The surrounding area is full of MicroTik wireless routers that suck up the signal
“You can’t connect,” complains Julio, who lives near a park in central Holguín. “You get there, you see the network but you can’t log on because there’s no capacity even though there’s not a soul to be found,” he adds. “The surrounding area is full of MicroTiks [a brand of wireless routers] that suck up the signal.”
Savvy businesspeople have saturated the area near the park with these routers, which allows them capture to the signal, amplify it and charge residents for a service they can enjoy from their homes.
“For 500 pesos a month, I can provide you with home-based internet,” says Dany, a Holguín resident whose name has been changed for this article. “It’s much more convenient and less dangerous. But it’s true that, if you want to connect at the park, it’s going to be difficult because we have the signal. It’s rerouted through our equipment, which is more stable and more efficient that Etecsa’s.”
Dany manages a network made up of about twenty Nano and Mikrotik routers. A significant part the city of Holguín’s digital traffic relies on it. “We cannot create capacity where there isn’t any and some days are tough,” he admits. “Etecsa has not expanded the bandwidth of these wifi hotspots, so we have to work with what there is.”
In 2018 Etecsa was talking about more than a thousand wifi hotspots across the island, seeing them as a way to computerize all of Cuban society at twice the speed. Internet users, however, complained about the precariousness of these spaces, the inclement weather that affected the technology when used outdoors, and the threat of crime. They also complained, though less vociferously, that they wanted to be able to consume content that they could not enjoy in public.
When the power goes out, everything shuts down. The park’s antennas turn off and, without electricity, Etecsa’s telephone data towers go dead
With the country’s current energy crisis, blackouts are having a severe impact on Dany and her crew. “When the power goes out, everything shuts down. The park’s antennas turn off and, without electricity, Etecsa’s telephone data towers go dead.
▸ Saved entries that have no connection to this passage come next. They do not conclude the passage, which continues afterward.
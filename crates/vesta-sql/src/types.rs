//! SQL data types.
//!
//! This module defines the column types a materialized result can hold.

use std::fmt;

use serde::{Deserialize, Serialize};
use vesta_common::VARIABLE_LENGTH_ESTIMATE;

/// SQL data types supported by Vesta.
#[derive(Debug, Clone, PartialEq, Eq, Hash, Serialize, Deserialize)]
pub enum DataType {
    /// Boolean type.
    Boolean,
    /// 8-bit signed integer.
    TinyInt,
    /// 16-bit signed integer.
    SmallInt,
    /// 32-bit signed integer.
    Int,
    /// 64-bit signed integer.
    BigInt,
    /// 32-bit floating point.
    Float,
    /// 64-bit floating point.
    Double,
    /// Fixed point decimal.
    Decimal {
        /// Total number of digits.
        precision: Option<u8>,
        /// Digits after decimal point.
        scale: Option<u8>,
    },
    /// Fixed-length string.
    Char(Option<u32>),
    /// Variable-length string.
    Varchar(Option<u32>),
    /// Unlimited text.
    Text,
    /// Binary data.
    Blob,
    /// Date (days since epoch).
    Date,
    /// Time (microseconds since midnight).
    Time,
    /// Timestamp (microseconds since epoch).
    Timestamp,
    /// Bit field of the given width (1 to 64).
    Bit(u8),
}

impl DataType {
    /// Returns true if values of this type are large objects.
    pub fn is_blob(&self) -> bool {
        matches!(self, DataType::Text | DataType::Blob)
    }

    /// Returns true if this type is a bit field.
    pub fn is_bit(&self) -> bool {
        matches!(self, DataType::Bit(_))
    }

    /// Estimated width of one encoded value, type tag included.
    ///
    /// Exact for fixed-width types; strings without a declared length and
    /// large objects use a fixed estimate.
    pub fn encoded_width(&self) -> usize {
        match self {
            DataType::Boolean | DataType::TinyInt => 2,
            DataType::SmallInt => 3,
            DataType::Int | DataType::Float | DataType::Date => 5,
            DataType::BigInt
            | DataType::Double
            | DataType::Time
            | DataType::Timestamp
            | DataType::Bit(_) => 9,
            DataType::Decimal { .. } => 18,
            DataType::Char(Some(len)) | DataType::Varchar(Some(len)) => 5 + *len as usize,
            DataType::Char(None) | DataType::Varchar(None) | DataType::Text | DataType::Blob => {
                5 + VARIABLE_LENGTH_ESTIMATE
            }
        }
    }
}

impl fmt::Display for DataType {
    fn fmt(&self, f: &mut fmt::Formatter<'_>) -> fmt::Result {
        match self {
            DataType::Boolean => write!(f, "BOOLEAN"),
            DataType::TinyInt => write!(f, "TINYINT"),
            DataType::SmallInt => write!(f, "SMALLINT"),
            DataType::Int => write!(f, "INT"),
            DataType::BigInt => write!(f, "BIGINT"),
            DataType::Float => write!(f, "FLOAT"),
            DataType::Double => write!(f, "DOUBLE"),
            DataType::Decimal { precision, scale } => match (precision, scale) {
                (Some(p), Some(s)) => write!(f, "DECIMAL({}, {})", p, s),
                (Some(p), None) => write!(f, "DECIMAL({})", p),
                _ => write!(f, "DECIMAL"),
            },
            DataType::Char(len) => match len {
                Some(l) => write!(f, "CHAR({})", l),
                None => write!(f, "CHAR"),
            },
            DataType::Varchar(len) => match len {
                Some(l) => write!(f, "VARCHAR({})", l),
                None => write!(f, "VARCHAR"),
            },
            DataType::Text => write!(f, "TEXT"),
            DataType::Blob => write!(f, "BLOB"),
            DataType::Date => write!(f, "DATE"),
            DataType::Time => write!(f, "TIME"),
            DataType::Timestamp => write!(f, "TIMESTAMP"),
            DataType::Bit(width) => write!(f, "BIT({})", width),
        }
    }
}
So whether you have a Mikrotik or not, you also get disconnected.”
Jessica, a young resident of Sancti Spíritus, notes that, though there is less enthusiasm for them, people still go online at the city’s public hotspots. “They’re downloading movies and TV programs to sell as video entertainment, or to use in their computer or cell phone repair businesses. It’s not crazy like it was before, when everyone was going to the park for wifi. There are those who still use it, not so much for personal reasons but to download big files.”
Jessica believes that the mass protests of 11 July 2021 (’11J’) were the kiss of death for these public hotspots. “They’re seen as threat because they have internet and people are physically congregating there.”